Aim of the exercise → Below are records; copy every line in them that holds the word "alias".

** Opening Material provided block **

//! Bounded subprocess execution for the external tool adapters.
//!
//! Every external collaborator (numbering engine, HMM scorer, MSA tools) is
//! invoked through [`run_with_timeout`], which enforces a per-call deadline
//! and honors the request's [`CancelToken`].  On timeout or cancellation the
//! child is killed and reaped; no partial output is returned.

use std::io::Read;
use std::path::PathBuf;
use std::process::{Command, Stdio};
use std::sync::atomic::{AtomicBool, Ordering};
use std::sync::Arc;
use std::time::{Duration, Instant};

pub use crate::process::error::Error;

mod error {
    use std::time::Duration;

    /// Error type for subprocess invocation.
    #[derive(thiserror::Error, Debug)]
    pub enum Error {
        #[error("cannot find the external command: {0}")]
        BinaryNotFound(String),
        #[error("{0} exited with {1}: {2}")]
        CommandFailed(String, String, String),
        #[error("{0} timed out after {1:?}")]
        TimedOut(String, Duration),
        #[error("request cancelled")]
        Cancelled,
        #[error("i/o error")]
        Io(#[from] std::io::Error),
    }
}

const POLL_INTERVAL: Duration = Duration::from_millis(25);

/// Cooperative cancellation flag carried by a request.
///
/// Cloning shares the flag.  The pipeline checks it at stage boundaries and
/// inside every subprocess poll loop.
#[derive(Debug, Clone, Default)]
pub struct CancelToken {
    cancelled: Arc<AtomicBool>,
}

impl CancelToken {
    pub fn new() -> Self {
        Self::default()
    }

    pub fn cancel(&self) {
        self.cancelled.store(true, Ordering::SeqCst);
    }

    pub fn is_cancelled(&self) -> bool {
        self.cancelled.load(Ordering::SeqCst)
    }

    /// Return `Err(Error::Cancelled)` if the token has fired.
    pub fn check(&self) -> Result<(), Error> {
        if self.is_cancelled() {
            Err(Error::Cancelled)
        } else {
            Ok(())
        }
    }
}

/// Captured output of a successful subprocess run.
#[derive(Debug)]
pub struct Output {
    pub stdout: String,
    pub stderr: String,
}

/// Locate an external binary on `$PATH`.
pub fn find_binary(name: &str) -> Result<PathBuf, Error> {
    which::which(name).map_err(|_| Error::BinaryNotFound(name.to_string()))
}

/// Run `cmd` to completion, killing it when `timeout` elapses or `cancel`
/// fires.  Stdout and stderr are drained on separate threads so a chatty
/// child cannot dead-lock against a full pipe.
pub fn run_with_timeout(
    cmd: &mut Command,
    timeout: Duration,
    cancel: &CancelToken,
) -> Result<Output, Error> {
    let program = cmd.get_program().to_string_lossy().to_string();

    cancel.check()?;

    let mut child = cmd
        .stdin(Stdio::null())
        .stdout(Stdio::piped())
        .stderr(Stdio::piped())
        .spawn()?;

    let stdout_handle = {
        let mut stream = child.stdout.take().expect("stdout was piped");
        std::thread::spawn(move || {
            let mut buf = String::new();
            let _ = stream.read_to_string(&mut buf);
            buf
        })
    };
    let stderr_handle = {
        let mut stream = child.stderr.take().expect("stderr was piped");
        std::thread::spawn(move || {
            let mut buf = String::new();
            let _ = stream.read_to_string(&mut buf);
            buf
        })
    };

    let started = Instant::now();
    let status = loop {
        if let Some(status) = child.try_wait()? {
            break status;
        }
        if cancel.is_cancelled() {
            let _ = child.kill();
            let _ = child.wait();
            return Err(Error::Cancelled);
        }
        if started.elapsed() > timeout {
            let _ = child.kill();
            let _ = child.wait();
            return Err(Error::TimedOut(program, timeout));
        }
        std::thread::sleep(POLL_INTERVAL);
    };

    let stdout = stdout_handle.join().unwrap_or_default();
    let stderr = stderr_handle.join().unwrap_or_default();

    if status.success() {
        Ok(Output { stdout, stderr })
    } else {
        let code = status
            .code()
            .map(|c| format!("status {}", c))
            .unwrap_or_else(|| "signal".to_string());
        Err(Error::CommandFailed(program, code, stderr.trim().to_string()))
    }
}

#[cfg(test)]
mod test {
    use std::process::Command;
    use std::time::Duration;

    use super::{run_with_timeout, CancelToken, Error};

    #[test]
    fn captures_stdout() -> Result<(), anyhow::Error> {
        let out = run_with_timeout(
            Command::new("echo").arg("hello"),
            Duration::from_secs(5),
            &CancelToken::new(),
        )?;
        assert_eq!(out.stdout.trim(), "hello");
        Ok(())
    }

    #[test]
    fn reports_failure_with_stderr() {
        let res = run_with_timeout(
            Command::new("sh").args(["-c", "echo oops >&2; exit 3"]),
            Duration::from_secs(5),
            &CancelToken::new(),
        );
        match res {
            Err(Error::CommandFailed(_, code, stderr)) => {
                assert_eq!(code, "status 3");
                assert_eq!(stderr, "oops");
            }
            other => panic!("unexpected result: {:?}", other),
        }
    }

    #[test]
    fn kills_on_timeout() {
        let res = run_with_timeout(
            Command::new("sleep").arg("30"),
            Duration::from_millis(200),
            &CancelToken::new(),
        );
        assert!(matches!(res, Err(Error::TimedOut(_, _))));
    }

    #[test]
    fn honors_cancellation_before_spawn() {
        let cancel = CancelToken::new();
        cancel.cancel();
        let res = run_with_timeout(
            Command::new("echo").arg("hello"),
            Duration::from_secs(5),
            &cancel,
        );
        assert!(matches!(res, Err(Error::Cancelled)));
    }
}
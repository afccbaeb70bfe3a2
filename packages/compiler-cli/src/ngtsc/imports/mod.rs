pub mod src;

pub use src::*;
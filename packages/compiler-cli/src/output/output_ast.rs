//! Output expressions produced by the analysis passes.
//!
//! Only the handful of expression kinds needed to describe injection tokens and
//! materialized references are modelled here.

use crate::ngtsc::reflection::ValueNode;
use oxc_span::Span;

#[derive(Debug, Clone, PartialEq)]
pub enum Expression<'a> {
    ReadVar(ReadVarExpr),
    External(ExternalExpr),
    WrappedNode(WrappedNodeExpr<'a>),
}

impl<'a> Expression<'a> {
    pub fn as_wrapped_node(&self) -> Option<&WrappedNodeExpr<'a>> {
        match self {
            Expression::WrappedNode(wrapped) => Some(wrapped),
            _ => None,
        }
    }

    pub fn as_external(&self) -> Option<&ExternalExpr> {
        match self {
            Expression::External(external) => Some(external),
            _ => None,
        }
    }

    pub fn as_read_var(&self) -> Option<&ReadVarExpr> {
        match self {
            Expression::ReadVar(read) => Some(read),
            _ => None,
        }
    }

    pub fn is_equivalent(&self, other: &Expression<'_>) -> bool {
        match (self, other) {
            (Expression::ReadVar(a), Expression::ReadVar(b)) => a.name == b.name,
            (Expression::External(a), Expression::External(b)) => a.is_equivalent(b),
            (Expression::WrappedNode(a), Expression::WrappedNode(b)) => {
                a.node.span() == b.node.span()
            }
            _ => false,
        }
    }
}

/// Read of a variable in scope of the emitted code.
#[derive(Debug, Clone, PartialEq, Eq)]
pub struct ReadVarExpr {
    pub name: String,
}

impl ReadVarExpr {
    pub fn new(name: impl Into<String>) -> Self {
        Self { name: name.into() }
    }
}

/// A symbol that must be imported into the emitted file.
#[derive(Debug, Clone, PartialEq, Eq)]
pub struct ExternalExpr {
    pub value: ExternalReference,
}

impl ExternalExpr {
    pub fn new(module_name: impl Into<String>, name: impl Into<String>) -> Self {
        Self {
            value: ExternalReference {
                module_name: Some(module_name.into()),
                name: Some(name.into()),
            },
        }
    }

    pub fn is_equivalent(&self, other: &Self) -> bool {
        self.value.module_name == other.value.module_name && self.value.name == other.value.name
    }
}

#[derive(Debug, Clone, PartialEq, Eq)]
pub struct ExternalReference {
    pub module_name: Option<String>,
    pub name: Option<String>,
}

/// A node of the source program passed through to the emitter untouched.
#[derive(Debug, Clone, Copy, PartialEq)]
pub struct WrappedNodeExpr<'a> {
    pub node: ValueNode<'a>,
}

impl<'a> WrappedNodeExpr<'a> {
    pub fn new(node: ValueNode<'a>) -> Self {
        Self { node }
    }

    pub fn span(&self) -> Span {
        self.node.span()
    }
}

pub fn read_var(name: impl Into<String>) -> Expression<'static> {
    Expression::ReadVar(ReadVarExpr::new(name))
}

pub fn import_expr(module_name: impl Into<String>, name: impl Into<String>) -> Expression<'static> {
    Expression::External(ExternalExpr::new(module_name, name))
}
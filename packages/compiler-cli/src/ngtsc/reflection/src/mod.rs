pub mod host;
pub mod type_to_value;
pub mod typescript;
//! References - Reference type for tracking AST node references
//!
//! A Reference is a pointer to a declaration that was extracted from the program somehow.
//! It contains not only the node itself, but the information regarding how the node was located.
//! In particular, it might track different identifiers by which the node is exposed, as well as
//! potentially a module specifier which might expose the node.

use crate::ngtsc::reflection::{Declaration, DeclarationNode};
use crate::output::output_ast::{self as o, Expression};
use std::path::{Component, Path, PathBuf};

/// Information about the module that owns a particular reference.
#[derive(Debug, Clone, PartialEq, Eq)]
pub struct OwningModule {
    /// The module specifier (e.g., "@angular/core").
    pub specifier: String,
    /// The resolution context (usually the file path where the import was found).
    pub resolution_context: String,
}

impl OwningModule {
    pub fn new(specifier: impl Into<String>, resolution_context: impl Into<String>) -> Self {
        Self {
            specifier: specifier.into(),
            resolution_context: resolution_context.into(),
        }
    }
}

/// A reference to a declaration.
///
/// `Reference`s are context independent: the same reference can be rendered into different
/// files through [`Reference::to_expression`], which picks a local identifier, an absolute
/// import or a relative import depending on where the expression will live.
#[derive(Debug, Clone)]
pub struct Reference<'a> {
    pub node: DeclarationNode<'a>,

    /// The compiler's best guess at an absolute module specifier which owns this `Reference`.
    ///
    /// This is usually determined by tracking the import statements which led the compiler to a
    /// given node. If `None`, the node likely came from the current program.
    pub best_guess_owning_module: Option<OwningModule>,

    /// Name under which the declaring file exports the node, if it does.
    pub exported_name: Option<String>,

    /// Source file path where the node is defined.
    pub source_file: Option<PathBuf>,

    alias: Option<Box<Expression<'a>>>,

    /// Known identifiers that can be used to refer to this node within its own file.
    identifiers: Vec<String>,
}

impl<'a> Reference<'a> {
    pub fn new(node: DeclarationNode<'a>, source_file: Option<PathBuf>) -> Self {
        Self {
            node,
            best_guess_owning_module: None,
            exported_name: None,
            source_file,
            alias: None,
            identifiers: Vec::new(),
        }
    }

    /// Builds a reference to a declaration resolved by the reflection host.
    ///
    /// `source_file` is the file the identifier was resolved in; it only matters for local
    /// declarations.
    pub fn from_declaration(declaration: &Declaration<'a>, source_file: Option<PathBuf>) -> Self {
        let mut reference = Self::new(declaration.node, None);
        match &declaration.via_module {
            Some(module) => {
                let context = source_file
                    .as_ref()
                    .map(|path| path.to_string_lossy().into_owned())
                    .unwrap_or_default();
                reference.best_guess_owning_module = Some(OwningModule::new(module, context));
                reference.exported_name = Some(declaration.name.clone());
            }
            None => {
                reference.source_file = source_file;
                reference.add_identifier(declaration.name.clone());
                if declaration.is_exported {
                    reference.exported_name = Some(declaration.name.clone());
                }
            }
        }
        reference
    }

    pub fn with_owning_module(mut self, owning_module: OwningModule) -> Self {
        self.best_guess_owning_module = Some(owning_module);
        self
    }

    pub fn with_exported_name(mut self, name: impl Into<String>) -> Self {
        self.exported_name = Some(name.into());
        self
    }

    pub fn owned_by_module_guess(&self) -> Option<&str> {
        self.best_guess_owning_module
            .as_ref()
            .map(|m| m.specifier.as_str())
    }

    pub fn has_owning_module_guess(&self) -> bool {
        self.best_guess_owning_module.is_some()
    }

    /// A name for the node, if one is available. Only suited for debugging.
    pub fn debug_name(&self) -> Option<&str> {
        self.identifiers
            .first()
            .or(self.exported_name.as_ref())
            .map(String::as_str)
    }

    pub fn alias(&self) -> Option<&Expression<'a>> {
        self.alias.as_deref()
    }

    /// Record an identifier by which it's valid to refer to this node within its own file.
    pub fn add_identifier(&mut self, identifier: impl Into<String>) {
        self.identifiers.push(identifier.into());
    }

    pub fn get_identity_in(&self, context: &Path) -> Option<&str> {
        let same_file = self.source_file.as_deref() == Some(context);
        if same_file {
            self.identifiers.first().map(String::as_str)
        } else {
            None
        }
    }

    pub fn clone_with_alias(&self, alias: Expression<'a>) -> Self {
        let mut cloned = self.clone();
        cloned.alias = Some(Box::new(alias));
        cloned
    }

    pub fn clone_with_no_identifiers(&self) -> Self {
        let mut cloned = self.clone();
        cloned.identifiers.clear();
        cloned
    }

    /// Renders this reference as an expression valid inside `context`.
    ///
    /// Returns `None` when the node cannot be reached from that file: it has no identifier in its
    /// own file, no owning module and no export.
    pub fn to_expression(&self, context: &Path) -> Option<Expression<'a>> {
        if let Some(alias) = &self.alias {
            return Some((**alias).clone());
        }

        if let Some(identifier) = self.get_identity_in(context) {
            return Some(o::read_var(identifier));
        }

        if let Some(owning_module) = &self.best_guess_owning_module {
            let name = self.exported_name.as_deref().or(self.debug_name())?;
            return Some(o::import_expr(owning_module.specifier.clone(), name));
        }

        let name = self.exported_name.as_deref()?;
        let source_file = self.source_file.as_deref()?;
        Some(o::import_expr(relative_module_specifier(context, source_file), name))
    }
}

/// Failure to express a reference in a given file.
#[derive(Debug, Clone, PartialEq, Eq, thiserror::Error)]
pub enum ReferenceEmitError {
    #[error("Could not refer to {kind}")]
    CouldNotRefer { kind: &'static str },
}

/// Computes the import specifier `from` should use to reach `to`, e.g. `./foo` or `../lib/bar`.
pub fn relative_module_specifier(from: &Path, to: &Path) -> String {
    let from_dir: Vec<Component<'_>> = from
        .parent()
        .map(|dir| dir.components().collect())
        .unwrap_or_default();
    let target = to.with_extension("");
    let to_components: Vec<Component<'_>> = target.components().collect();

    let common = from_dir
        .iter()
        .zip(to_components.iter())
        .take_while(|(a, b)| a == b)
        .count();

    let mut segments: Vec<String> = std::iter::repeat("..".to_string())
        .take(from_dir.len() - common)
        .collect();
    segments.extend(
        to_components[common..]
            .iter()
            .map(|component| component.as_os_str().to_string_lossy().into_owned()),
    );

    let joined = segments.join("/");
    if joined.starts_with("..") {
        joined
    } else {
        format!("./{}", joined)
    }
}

** Closing Material provided block **

Response below →
    alias: Option<Box<Expression<'a>>>,
            alias: None,
    pub fn alias(&self) -> Option<&Expression<'a>> {
        self.alias.as_deref()
    pub fn clone_with_alias(&self, alias: Expression<'a>) -> Self {
        cloned.alias = Some(Box::new(alias));
        if let Some(alias) = &self.alias {
            return Some((**alias).clone());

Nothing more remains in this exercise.